Im Sommer hat eine Serie absichtlich gelegter Feuer mehrere Schuppen und Maschinenhallen bei Geislingen beschädigt oder zerstört. Während das Verfahren gegen einen Verdächtigen eingestellt ist, rückt der Prozess gegen den zweiten näher.

In den Morgenstunden des 16. Juli endete in Geislingen eine Serie von Brandstiftungen, die nicht nur die Besitzer landwirtschaftlicher Gebäude im „Ried“ wochenlang um den Schlaf gebracht hatte: Die Polizei nahm einen 28-jährigen Mann fest, der verdächtigt wird, seit dem 6. Juni an insgesamt sechs Gebäuden Feuer gelegt zu haben.

 

Seither sitzt der Mann in Untersuchungshaft.
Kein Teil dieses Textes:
use std::fs;
use std::path::Path;

use anyhow::{bail, Context};
use bibset_config::MergeOptions;
use bibset_merge::{find_duplicates, merge};
use bibset_types::Collection;
use colored::Colorize;

use crate::cli::*;

pub fn run_command(cli: Cli) -> anyhow::Result<()> {
    match cli.command {
        Command::Merge(args) => cmd_merge(args),
        Command::Dupes(args) => cmd_dupes(args),
    }
}

fn read_collection(path: &Path) -> anyhow::Result<Collection> {
    let text = fs::read_to_string(path)
        .with_context(|| format!("reading collection from {}", path.display()))?;
    serde_json::from_str(&text)
        .with_context(|| format!("parsing collection from {}", path.display()))
}

fn build_options(fields: &[String], ignore_case: bool) -> MergeOptions {
    if fields.is_empty() {
        MergeOptions::default().ignore_case(ignore_case)
    } else {
        MergeOptions::checking(fields.iter().cloned()).ignore_case(ignore_case)
    }
}

fn cmd_merge(args: MergeArgs) -> anyhow::Result<()> {
    let first = read_collection(&args.first)?;
    let second = read_collection(&args.second)?;
    let options = build_options(&args.fields, args.ignore_case);

    let merged = merge(&first, &second, &options);
    if let Some(message) = merged.report.message() {
        println!("{} {}", "note:".yellow().bold(), message);
    }

    let json = serde_json::to_string_pretty(&merged.collection)?;
    match &args.output {
        Some(path) => {
            fs::write(path, json)
                .with_context(|| format!("writing merged collection to {}", path.display()))?;
            println!(
                "{} Merged {} records into {}",
                "✓".green().bold(),
                merged.collection.len().to_string().bold(),
                path.display().to_string().bold()
            );
        }
        None => println!("{json}"),
    }
    Ok(())
}

fn cmd_dupes(args: DupesArgs) -> anyhow::Result<()> {
    let first = read_collection(&args.first)?;
    let second = read_collection(&args.second)?;
    let options = build_options(&args.fields, args.ignore_case);
    if options.whole_record() {
        bail!("`dupes` needs a field subset; `all` only applies to a full merge");
    }

    let duplicates = find_duplicates(
        &first,
        &second,
        &options.fields_to_check,
        options.ignore_case,
    );
    if duplicates.is_empty() {
        println!("{} No duplicates found.", "✓".green());
        return Ok(());
    }

    println!(
        "{} duplicate(s) in {}:",
        duplicates.len().to_string().bold(),
        args.second.display()
    );
    for pos in &duplicates {
        let key = second.records()[*pos].key();
        if first.contains_key(key) {
            println!(
                "  {} {} {}",
                format!("#{}", pos + 1).yellow(),
                key,
                "(key also in first collection)".dimmed()
            );
        } else {
            println!("  {} {}", format!("#{}", pos + 1).yellow(), key);
        }
    }
    Ok(())
}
Und er wird vorerst auch nicht frei kommen: Gegen ihn wurde inzwischen Anklage zur Strafkammer des Landgerichts Hechingen erhoben. Das bestätigt Jasmin Eppler, die Sprecherin der Staatsanwaltschaft Hechingen, auf Frage unserer Redaktion.

Mehrere Monate lang hat der Verdacht bestanden, dass ein weiterer Brandstifter zugange gewesen ist. Auch das bestätigt die Sprecherin: Das Verfahren sei zuerst gegen zwei Beschuldigte geführt worden.

Der zweite Verdächtige hat die Brände nicht gelegt

Doch Anfang November habe die Staatsanwaltschaft das Ermittlungsverfahren gegen den zweiten „mangels Tatnachweis“ eingestellt. Das bedeutet, aus Sicht der Staatsanwaltschaft besteht kein hinreichender Tatverdacht gegen jenen: Nach den teilweise auch verdeckt geführten Ermittlungen stehe fest, dass er die ihm zur Last gelegten Brände nicht gelegt habe.

Der Inhaftierte, so geht in Geislingen das Gerücht, soll hingegen zumindest zwei der Feuer gestanden haben – die anderen vier aber noch nicht. Wann das Verfahren vor Gericht gegen ihn beginnt, steht noch nicht fest, berichtet Richterin Kristina Selig, Pressesprecherin des Landgerichts Hechingen, auf Frage unserer Redaktion. „Es wird aber im Falle einer Eröffnung schätzungsweise im Januar beginnen müssen.“

Bis tatsächlich der Prozess beginnt und die Anklage verlesen wird, bleiben den geschädigten Landwirten und vielen anderen Einwohnern nur Spekulationen über Motiv und Vorgehen des Angeklagten. Einer der Betroffenen ist zumindest sicher, dass die Brandstiftung gar nicht ihm gegolten hat, sondern einem anderen Geislinger, der im Ried Landwirtschaft betreibt.